Petaling Jaya, 17 February 2023 - Sime Darby Plantation Berhad registered a net profit of RM2.49 billion for the Financial Year Ended 31 December 2022 (FY2022), a year-on-year (YoY) increase of 10%.
This strong showing was registered on the back of a record performance by the Group’s downstream operations, Sime Darby Oils (SDO), which achieved a profit before interest and tax (PBIT) of RM859 million in FY2022, 61% higher than the previous year. Meanwhile, higher average realised crude palm oil (CPO) price, a 20% increase on the previous year, mitigated the 10% decline in fresh fruit bunch (FFB) production. The Group’s FFB production in FY2022 was particularly challenged in Malaysia, the impact of which was partially compensated by better production in its operations in Indonesia as well as Papua New Guinea and the Solomon Islands. The Group anticipates that with the expected arrival of a full complement of workers by the end of June 2023, its Malaysian operations will see improved performance in FY2023.
For the quarter ended 31 December 2022 (4Q FY2022), the Group’s net profit increased by 20% to RM562 million, despite a 2% and a 4% decline in FFB production and realised CPO prices respectively as compared to the previous year's corresponding period. During the period, SDO was also impacted by lower overall sales volumes as well as lower margins in its European operations.
|4Q FY2022||4Q FY2021||YoY +/(-)||FY2022||FY2021||YoY +/(-)|
|Revenue (RM mil)||5,670||5,550||2%||21,030||18,695||12%|
|PBIT (RM mil)||787||1,079||(27%)||3,615||3,674||(2%)|
|Net Profit (RM mil)||562||467||20%||2,488||2,255||10%|
|CPO Price Realised (RM/ MT)||4,005||4,179||(4%)||4,456||3,711||20%|
|FFB Production (MT mil)||2.07||2.12||(2%)||8.21||9.13||(10%)|
Chairman, Tan Sri Dato’ Seri Haji Megat Najmuddin bin Datuk Seri Dr Haji Megat Khas said:
“This is indeed a promising start to the new year. Sime Darby Plantation has delivered a commendable performance in FY2022 and has been cleared by the United States Customs and Border Protection (USCBP) to resume exports to the US. We have come out better and stronger from this challenging period, thanks largely to the continued resilience and dedication of our employees. I am truly proud of what we have achieved, and I believe we are now well-positioned to deliver even greater value to our shareholders whilst upholding our unwavering commitment to sustainable development.”
Group Managing Director, Mohamad Helmy Othman Basha said,
“For three years we were tested in ways we could never have imagined. First, it was the pandemic, movement controls and the acute labour shortage, and then it was the finding by the USCBP that there were forced labour indicators present in our Malaysian operations.

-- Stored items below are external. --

//! Query construction and filtering API for collections.
//!
//! Queries can be built with the fluent builder, from a single [`Expr`], or from a plain
//! BSON document of equality terms (the shape most callers already have):
//!
//! ```ignore
//! use docmodel::query::{Filter, Query, SortDirection};
//! use bson::doc;
//!
//! let by_name = Query::builder()
//!     .filter(Filter::eq("firstname", "Ada").and(Filter::exists("address")))
//!     .sort("lastname", SortDirection::Asc)
//!     .limit(10)
//!     .build();
//!
//! let by_id: Query = doc! { "_id": "5f1d7e0c9b1e8a3d4c2b1a09" }.into();
//! let everything: Query = doc! {}.into();
//! ```
//!
//! Field names may be dotted paths (`address.city`) that reach into nested documents.
//!
//! Before a query is handed to a backend, [`Query::cast`] converts every term on an
//! identifier path into a native [`ObjectId`](crate::id::ObjectId).

use bson::{Bson, Document as BsonDocument};

use crate::{
    cast::IdCaster,
    error::{CastError, DocumentStoreError},
    id::PRIMARY_KEY,
};

/// Sort direction for query results.
#[derive(Debug, Clone, PartialEq)]
pub enum SortDirection {
    Asc,
    Desc,
}

/// Sort specification for query results.
#[derive(Debug, Clone, PartialEq)]
pub struct Sort {
    /// The field path to sort by.
    pub field: String,
    pub direction: SortDirection,
}

/// Field comparison operators for filter expressions.
#[derive(Debug, Clone, PartialEq)]
pub enum FieldOp {
    Eq,
    Ne,
    Gt,
    Gte,
    Lt,
    Lte,
    /// String or array contains value.
    Contains,
    /// String or array does not contain value.
    NotContains,
    StartsWith,
    EndsWith,
    /// Field matches any of the values.
    AnyOf,
    /// Field matches none of the values.
    NoneOf,
}

/// A filter expression for querying documents.
///
/// Expressions combine with `And`, `Or` and `Not` into arbitrary predicates.
#[derive(Debug, Clone, PartialEq)]
pub enum Expr {
    /// All must match.
    And(Vec<Expr>),
    /// Any must match.
    Or(Vec<Expr>),
    Not(Box<Expr>),
    /// Checks if a field exists or doesn't exist.
    Exists(String, bool),
    /// Field comparison expression.
    Field {
        /// The field path to compare.
        field: String,
        op: FieldOp,
        /// The value to compare against.
        value: Bson,
    },
}

impl Expr {
    /// Creates a field comparison expression.
    pub fn field(field: String, op: FieldOp, value: Bson) -> Self {
        Expr::Field { field, op, value }
    }

    /// Combines this expression with another using logical AND.
    ///
    /// An existing AND absorbs the new term instead of nesting.
    pub fn and(self, other: Expr) -> Self {
        match self {
            Expr::And(mut list) => {
                list.push(other);
                Expr::And(list)
            }
            _ => Expr::And(vec![self, other]),
        }
    }

    /// Combines this expression with another using logical OR.
    ///
    /// An existing OR absorbs the new term instead of nesting.
    pub fn or(self, other: Expr) -> Self {
        match self {
            Expr::Or(mut list) => {
                list.push(other);
                Expr::Or(list)
            }
            _ => Expr::Or(vec![self, other]),
        }
    }

    /// Negates this expression (logical NOT).
    #[allow(clippy::should_implement_trait)]
    pub fn not(self) -> Self {
        Expr::Not(Box::new(self))
    }
}

/// A structured query: optional filter plus limit, offset and sort.
#[derive(Debug, Clone, Default, PartialEq)]
pub struct Query {
    /// Filter expression; `None` matches every document.
    pub filter: Option<Expr>,
    /// Maximum number of documents to return.
    pub limit: Option<usize>,
    /// Number of documents to skip.
    pub offset: Option<usize>,
    pub sort: Option<Sort>,
}

impl Query {
    /// Creates a query that matches every document.
    pub fn new() -> Self {
        Query::default()
    }

    /// Alias of [`Query::new`] that reads better at call sites.
    pub fn all() -> Self {
        Query::new()
    }

    /// Creates a new query builder for fluent construction.
    pub fn builder() -> QueryBuilder {
        QueryBuilder::new()
    }

    /// Returns a copy of this query limited to one document.
    pub fn first(mut self) -> Self {
        self.limit = Some(1);
        self
    }

    /// Converts every term on `paths` into native identifiers.
    ///
    /// # Errors
    ///
    /// Returns the [`CastError`] of the first value that is not a valid identifier.
    pub fn cast(self, paths: &[&str]) -> Result<Query, CastError> {
        let filter = match &self.filter {
            Some(expr) => Some(IdCaster::new(paths).cast(expr)?),
            None => None,
        };

        Ok(Query { filter, ..self })
    }

    /// Casts the primary-key terms only.
    pub fn cast_primary_key(self) -> Result<Query, CastError> {
        self.cast(&[PRIMARY_KEY])
    }
}

impl From<Expr> for Query {
    fn from(expr: Expr) -> Self {
        Query { filter: Some(expr), ..Query::default() }
    }
}

impl From<BsonDocument> for Query {
    fn from(document: BsonDocument) -> Self {
        Query { filter: Filter::matching(document), ..Query::default() }
    }
}

impl From<Option<Expr>> for Query {
    fn from(filter: Option<Expr>) -> Self {
        Query { filter, ..Query::default() }
    }
}

/// Helper struct for constructing filter expressions.
///
/// Field names accept `Into<String>` and values `Into<Bson>`.
pub struct Filter;

impl Filter {
    /// Matches documents whose primary key equals `value`.
    ///
    /// `value` may be an identifier, its hex string or its raw bytes.
    pub fn id(value: impl Into<Bson>) -> Expr {
        Filter::eq(PRIMARY_KEY, value)
    }

    /// Turns a document of `field: value` pairs into an AND of equality terms.
    ///
    /// Returns `None` for an empty document, which matches everything.
    pub fn matching(document: BsonDocument) -> Option<Expr> {
        let mut terms = document
            .into_iter()
            .map(|(field, value)| Filter::eq(field, value))
            .collect::<Vec<_>>();

        match terms.len() {
            0 => None,
            1 => terms.pop(),
            _ => Some(Expr::And(terms)),
        }
    }

    pub fn eq(field: impl Into<String>, value: impl Into<Bson>) -> Expr {
        Expr::field(field.into(), FieldOp::Eq, value.into())
    }

    pub fn ne(field: impl Into<String>, value: impl Into<Bson>) -> Expr {
        Expr::field(field.into(), FieldOp::Ne, value.into())
    }

    pub fn gt(field: impl Into<String>, value: impl Into<Bson>) -> Expr {
        Expr::field(field.into(), FieldOp::Gt, value.into())
    }

    pub fn gte(field: impl Into<String>, value: impl Into<Bson>) -> Expr {
        Expr::field(field.into(), FieldOp::Gte, value.into())
    }

    pub fn lt(field: impl Into<String>, value: impl Into<Bson>) -> Expr {
        Expr::field(field.into(), FieldOp::Lt, value.into())
    }

    pub fn lte(field: impl Into<String>, value: impl Into<Bson>) -> Expr {
        Expr::field(field.into(), FieldOp::Lte, value.into())
    }

    pub fn starts_with(field: impl Into<String>, value: impl Into<Bson>) -> Expr {
        Expr::field(field.into(), FieldOp::StartsWith, value.into())
    }

    pub fn ends_with(field: impl Into<String>, value: impl Into<Bson>) -> Expr {
        Expr::field(field.into(), FieldOp::EndsWith, value.into())
    }

    pub fn contains(field: impl Into<String>, value: impl Into<Bson>) -> Expr {
        Expr::field(field.into(), FieldOp::Contains, value.into())
    }

    pub fn not_contains(field: impl Into<String>, value: impl Into<Bson>) -> Expr {
        Expr::field(field.into(), FieldOp::NotContains, value.into())
    }

    /// Matches documents where the field is present.
    pub fn exists(field: impl Into<String>) -> Expr {
        Expr::Exists(field.into(), true)
    }

    /// Matches documents where the field is absent.
    pub fn not_exists(field: impl Into<String>) -> Expr {
        Expr::Exists(field.into(), false)
    }

    pub fn and(exprs: impl IntoIterator<Item = Expr>) -> Expr {
        Expr::And(exprs.into_iter().collect())
    }

    pub fn or(exprs: impl IntoIterator<Item = Expr>) -> Expr {
        Expr::Or(exprs.into_iter().collect())
    }

    pub fn any_of(field: impl Into<String>, value: impl Into<Bson>) -> Expr {
        Expr::field(field.into(), FieldOp::AnyOf, value.into())
    }

    pub fn none_of(field: impl Into<String>, value: impl Into<Bson>) -> Expr {
        Expr::field(field.into(), FieldOp::NoneOf, value.into())
    }
}

#[derive(Debug, Clone, Default)]
pub struct QueryBuilder {
    query: Query,
}

impl QueryBuilder {
    pub fn new() -> Self {
        QueryBuilder { query: Query::default() }
    }

    /// Sets the filter expression for this query.
    pub fn filter(mut self, filter: Expr) -> Self {
        self.query.filter = Some(filter);
        self
    }

    /// Sets the maximum number of documents to return.
    pub fn limit(mut self, limit: usize) -> Self {
        self.query.limit = Some(limit);
        self
    }

    /// Sets the number of documents to skip.
    pub fn offset(mut self, offset: usize) -> Self {
        self.query.offset = Some(offset);
        self
    }

    pub fn sort(mut self, field: impl Into<String>, direction: SortDirection) -> Self {
        self.query.sort = Some(Sort { field: field.into(), direction });
        self
    }

    pub fn build(self) -> Query {
        self.query
    }
}

/// Walks a filter expression tree. Backends implement this to evaluate or translate filters.
pub trait QueryVisitor {
    type Output;
    type Error: Into<DocumentStoreError>;

    fn visit_and(&mut self, exprs: &[Expr]) -> Result<Self::Output, Self::Error>;
    fn visit_or(&mut self, exprs: &[Expr]) -> Result<Self::Output, Self::Error>;
    fn visit_not(&mut self, expr: &Expr) -> Result<Self::Output, Self::Error>;
    fn visit_exists(
        &mut self,
        field: &str,
        should_exist: bool,
    ) -> Result<Self::Output, Self::Error>;
    fn visit_field(
        &mut self,
        field: &str,
        op: &FieldOp,
        value: &Bson,
    ) -> Result<Self::Output, Self::Error>;

    fn visit_expr(&mut self, expr: &Expr) -> Result<Self::Output, Self::Error> {
        match expr {
            Expr::And(exprs) => self.visit_and(exprs),
            Expr::Or(exprs) => self.visit_or(exprs),
            Expr::Not(expr) => self.visit_not(expr),
            Expr::Exists(field, should_exist) => self.visit_exists(field, *should_exist),
            Expr::Field { field, op, value } => self.visit_field(field, op, value),
        }
    }
}

#[cfg(test)]
mod tests {
    use bson::doc;

    use super::*;
    use crate::id::ObjectId;

    #[test]
    fn empty_document_matches_everything() {
        let query: Query = doc! {}.into();

        assert!(query.filter.is_none());
    }

    #[test]
    fn single_term_document_is_a_plain_equality() {
        let query: Query = doc! { "firstname": "Ada" }.into();

        assert_eq!(query.filter, Some(Filter::eq("firstname", "Ada")));
    }

    #[test]
    fn multi_term_document_is_a_conjunction() {
        let query: Query = doc! { "firstname": "Ada", "lastname": "Lovelace" }.into();

        assert_eq!(
            query.filter,
            Some(Filter::and([Filter::eq("firstname", "Ada"), Filter::eq("lastname", "Lovelace")]))
        );
    }

    #[test]
    fn and_absorbs_into_existing_conjunction() {
        let expr = Filter::eq("a", 1).and(Filter::eq("b", 2)).and(Filter::eq("c", 3));

        let Expr::And(terms) = expr else { panic!("expected and") };
        assert_eq!(terms.len(), 3);
    }

    #[test]
    fn cast_keeps_limit_offset_and_sort() {
        let id = ObjectId::new();
        let query = Query::builder()
            .filter(Filter::id(id.to_hex()))
            .limit(5)
            .offset(2)
            .sort("lastname", SortDirection::Desc)
            .build()
            .cast_primary_key()
            .unwrap();

        assert_eq!(query.filter, Some(Filter::id(id)));
        assert_eq!(query.limit, Some(5));
        assert_eq!(query.offset, Some(2));
        assert_eq!(query.sort.map(|s| s.direction), Some(SortDirection::Desc));
    }

    #[test]
    fn cast_fails_on_malformed_primary_key() {
        let err = Query::from(doc! { "_id": "badObjectId" })
            .cast_primary_key()
            .unwrap_err();

        assert_eq!(err.value, "badObjectId");
        assert_eq!(err.path, "_id");
    }

    #[test]
    fn first_limits_to_one() {
        assert_eq!(Query::all().first().limit, Some(1));
    }
}
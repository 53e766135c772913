//! MongoDB backend implementation for docmodel.
//!
//! This crate provides a MongoDB-based implementation of the `StoreBackend` trait on top of
//! the official driver, and a connector that turns a `host:port/database` target into a
//! session.
//!
//! To use this backend, include the `mongodb` feature in your `Cargo.toml`:
//!
//! ```toml
//! [dependencies]
//! docmodel = { version = "x.y.z", features = ["mongodb"] }
//! ```
//!
//! # Features
//!
//! - **Native identifiers** - `_id` values are stored as BSON ObjectIds
//! - **Server-side queries** - Filters, sorting and paging run in MongoDB
//! - **Server-side cursors** - Streams pull batches lazily and are killed when dropped
//! - **Typed failures** - Driver errors surface as `StoreError` variants
//!
//! # Example
//!
//! ```ignore
//! use docmodel::{DocumentStore, mongodb::MongoDbConnector};
//!
//! #[tokio::main]
//! async fn main() -> Result<(), Box<dyn std::error::Error>> {
//!     let store = DocumentStore::new(MongoDbConnector::new());
//!     store.connect("localhost:27017/node-examples").await?;
//!
//!     Ok(())
//! }
//! ```

#[allow(unused_extern_crates)]
extern crate self as docmodel_mongodb;

pub mod store;
mod error;
mod query;

pub use store::{MongoDbConnector, MongoDbStore};
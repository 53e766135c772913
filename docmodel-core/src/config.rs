//! Connection configuration.
//!
//! A [`ConnectionTarget`] is parsed from a single address string of the form
//! `host:port/database` (a `mongodb://` prefix is tolerated and the port defaults to
//! 27017). [`ConnectionOptions`] tune the session and are applied by backends that support
//! them.

use std::{fmt, str::FromStr, time::Duration};

use crate::error::{DocumentStoreError, DocumentStoreResult};

/// Where to connect: a host, a port and the database to use.
#[derive(Debug, Clone, PartialEq, Eq, Hash)]
pub struct ConnectionTarget {
    pub host: String,
    pub port: u16,
    pub database: String,
}

impl ConnectionTarget {
    pub const DEFAULT_PORT: u16 = 27017;
    const SCHEME: &'static str = "mongodb://";

    pub fn new(host: impl Into<String>, port: u16, database: impl Into<String>) -> Self {
        Self { host: host.into(), port, database: database.into() }
    }

    /// Parses `host[:port]/database`.
    ///
    /// # Errors
    ///
    /// Returns [`DocumentStoreError::Configuration`] if the host or database is missing, the
    /// port is not a number, or the address carries anything beyond these three parts.
    pub fn parse(address: &str) -> DocumentStoreResult<Self> {
        let invalid = |reason: &str| {
            DocumentStoreError::Configuration(format!("invalid connection target \"{address}\": {reason}"))
        };

        let rest = address.trim();
        let rest = rest.strip_prefix(Self::SCHEME).unwrap_or(rest);

        let (authority, database) = rest
            .split_once('/')
            .ok_or_else(|| invalid("missing database name"))?;

        if database.is_empty() {
            return Err(invalid("missing database name"));
        }
        if database.contains(['/', '?', ' ', '.', '$']) {
            return Err(invalid("malformed database name"));
        }

        let (host, port) = match authority.rsplit_once(':') {
            Some((host, port)) => (
                host,
                port.parse::<u16>()
                    .map_err(|_| invalid("port must be a number between 0 and 65535"))?,
            ),
            None => (authority, Self::DEFAULT_PORT),
        };

        if host.is_empty() {
            return Err(invalid("missing host"));
        }

        Ok(Self::new(host, port, database))
    }

    /// Returns the `mongodb://host:port` URI of the server.
    pub fn server_uri(&self) -> String {
        format!("{}{}:{}", Self::SCHEME, self.host, self.port)
    }
}

impl fmt::Display for ConnectionTarget {
    fn fmt(&self, f: &mut fmt::Formatter<'_>) -> fmt::Result {
        write!(f, "{}:{}/{}", self.host, self.port, self.database)
    }
}

impl FromStr for ConnectionTarget {
    type Err = DocumentStoreError;

    fn from_str(s: &str) -> Result<Self, Self::Err> {
        Self::parse(s)
    }
}

/// Session options.
#[derive(Debug, Clone, PartialEq)]
pub struct ConnectionOptions {
    /// Application name reported to the server.
    pub app_name: Option<String>,
    /// Time allowed to establish a connection.
    pub connect_timeout: Option<Duration>,
    /// Time allowed to find a usable server for an operation.
    pub server_selection_timeout: Option<Duration>,
    /// Upper bound on pooled connections (driver default when `None`).
    pub max_pool_size: Option<u32>,
}

impl ConnectionOptions {
    pub fn builder() -> ConnectionOptionsBuilder {
        ConnectionOptionsBuilder::default()
    }
}

impl Default for ConnectionOptions {
    fn default() -> Self {
        Self {
            app_name: Some("docmodel".to_string()),
            connect_timeout: Some(Duration::from_secs(10)),
            server_selection_timeout: Some(Duration::from_secs(30)),
            max_pool_size: None,
        }
    }
}

/// Builder for [`ConnectionOptions`]; unset values keep their defaults.
#[derive(Debug, Clone, Default)]
pub struct ConnectionOptionsBuilder {
    options: ConnectionOptions,
}

impl ConnectionOptionsBuilder {
    pub fn with_app_name(mut self, app_name: impl Into<String>) -> Self {
        self.options.app_name = Some(app_name.into());
        self
    }

    pub fn with_connect_timeout(mut self, timeout: Duration) -> Self {
        self.options.connect_timeout = Some(timeout);
        self
    }

    pub fn with_server_selection_timeout(mut self, timeout: Duration) -> Self {
        self.options.server_selection_timeout = Some(timeout);
        self
    }

    pub fn with_max_pool_size(mut self, size: u32) -> Self {
        self.options.max_pool_size = Some(size);
        self
    }

    pub fn build(self) -> ConnectionOptions {
        self.options
    }
}
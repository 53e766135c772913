//! Main document store interface.
//!
//! A [`DocumentStore`] owns one [`Connection`] and hands out collections bound to it.
//!
//! # Example
//!
//! ```ignore
//! use docmodel::store::DocumentStore;
//!
//! let store = DocumentStore::new(connector);
//! store.connect("localhost:27017/app").await?;
//!
//! let users = store.typed_collection::<User>();
//! let saved = users.insert(user).await?;
//!
//! store.disconnect().await?;
//! ```

use crate::{
    backend::{BackendConnector, StoreBackend},
    collection::{Collection, TypedCollection},
    config::{ConnectionOptions, ConnectionTarget},
    connection::{Connection, ConnectionStatus},
    document::Document,
    error::DocumentStoreResult,
};

/// A document store reached through a specific connector.
///
/// # Type Parameters
///
/// * `C` - The connector that opens backend sessions
#[derive(Debug)]
pub struct DocumentStore<C: BackendConnector> {
    connection: Connection<C>,
}

impl<C: BackendConnector> DocumentStore<C> {
    /// Creates a disconnected store.
    pub fn new(connector: C) -> Self {
        Self { connection: Connection::new(connector) }
    }

    /// Creates a disconnected store with explicit session options.
    pub fn with_options(connector: C, options: ConnectionOptions) -> Self {
        Self { connection: Connection::with_options(connector, options) }
    }

    /// Connects to `host:port/database`.
    ///
    /// Connecting again to the same target is a no-op.
    ///
    /// # Errors
    ///
    /// See [`Connection::connect_to`].
    pub async fn connect(&self, address: &str) -> DocumentStoreResult<()> {
        self.connection.connect(address).await
    }

    pub async fn connect_to(&self, target: ConnectionTarget) -> DocumentStoreResult<()> {
        self.connection.connect_to(target).await
    }

    /// Closes the session. Safe to call when not connected.
    pub async fn disconnect(&self) -> DocumentStoreResult<()> {
        self.connection.disconnect().await
    }

    pub async fn status(&self) -> ConnectionStatus {
        self.connection.status().await
    }

    /// Returns the underlying connection handle.
    pub fn connection(&self) -> &Connection<C> {
        &self.connection
    }

    /// Gets a typed collection for the specified document type.
    ///
    /// The collection name is determined by the document type's `collection_name()` method.
    pub fn typed_collection<'a, D: Document>(&'a self) -> TypedCollection<'a, C, D> {
        TypedCollection::new(D::collection_name().to_string(), &self.connection)
    }

    /// Gets an untyped collection with the given name.
    pub fn collection<'a>(&'a self, name: &str) -> Collection<'a, C> {
        Collection::new(name.to_string(), &self.connection)
    }

    /// Lists all collections in the connected database.
    ///
    /// # Errors
    ///
    /// Returns an error if the store is not connected or the operation fails.
    pub async fn list_collections(&self) -> DocumentStoreResult<Vec<String>> {
        self.connection
            .backend()
            .await?
            .list_collections()
            .await
    }

    /// Drops a collection and everything in it. Dropping a missing collection succeeds.
    ///
    /// # Errors
    ///
    /// Returns an error if the store is not connected or the operation fails.
    pub async fn drop_collection(&self, name: &str) -> DocumentStoreResult<()> {
        self.connection
            .backend()
            .await?
            .drop_collection(name)
            .await?;

        tracing::info!("Dropped collection {}", name);

        Ok(())
    }
}

#[cfg(test)]
mod tests {
    use bson::doc;

    use super::*;
    use crate::{connection::tests::CountingConnector, error::StoreError};

    #[tokio::test]
    async fn collections_follow_the_connection_lifecycle() {
        let store = DocumentStore::new(CountingConnector::default());
        let users = store.collection("users");

        assert!(users.count(doc! {}).await.unwrap_err().as_store() == Some(&StoreError::NotConnected));

        store.connect("localhost:27017/app").await.unwrap();
        assert_eq!(users.count(doc! {}).await.unwrap(), 0);

        store.disconnect().await.unwrap();
        assert!(users.count(doc! {}).await.is_err());
        assert_eq!(store.status().await, ConnectionStatus::Disconnected);
    }

    #[tokio::test]
    async fn admin_operations_require_a_connection() {
        let store = DocumentStore::new(CountingConnector::default());

        assert!(store.list_collections().await.is_err());
        assert!(store.drop_collection("users").await.is_err());

        store.connect("localhost/app").await.unwrap();
        assert!(store.list_collections().await.unwrap().is_empty());
        store.drop_collection("users").await.unwrap();
    }
}
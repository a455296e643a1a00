//! Service layer
//!
//! Home of the cache itself. The service owns its own synchronization and is
//! handed to callers by the application root (dependency injection rather
//! than ambient global state), which keeps it testable with isolated
//! instances.

pub mod popularity_cache;

// Re-export commonly used types for convenience
pub use popularity_cache::PopularityCache;
//! Utility modules
//!
//! Reusable helpers that sit alongside the cache in a content-serving
//! application: image dimension probing and URL/web string handling.

pub mod imaging;
pub mod web;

Today, in this post-pandemic era, and having been cleared by the USCBP, we have emerged stronger and with an exciting new outlook. We have launched our Net Zero roadmap to achieve clear goals and targets by 2030 and 2050. A new drive to mechanise, automate and digitalise have delivered promising results. And of course, the tremendous effort undertaken by my colleagues across the Group to address the USCBP’s findings has delivered results, restoring our reputation as a leader in all areas of sustainability.
Moving ahead, we are driving all our operations to deliver sustained and strong financial performance. If 2022 was a transformative year for the Group, we are now progressing into a new financial year with renewed vigour and determination to build on our strengths and rise to greater heights.”
OUTLOOK FOR FY2023:
CPO prices are expected to hold at current levels for the first quarter of 2023, on the back of continued strong demand. This is due, in part, to the considerable price advantage when compared to alternative oils and supply concerns resulting from Indonesia’s anticipated higher biodiesel mandate as well as tighter export policies.
With the arrival of more foreign workers into Malaysia, particularly harvesters, the Group expects its FFB production in Malaysia to improve in 2023 after a challenging two years.
Barring any unforeseen circumstances, the Group expects to perform satisfactorily in FY2023.
The Group has declared a final dividend of 6.04 sen per share, which together with the interim dividend of 10.00 sen per share, amounts to a total single tier dividend of 16.04 sen per share for FY2022.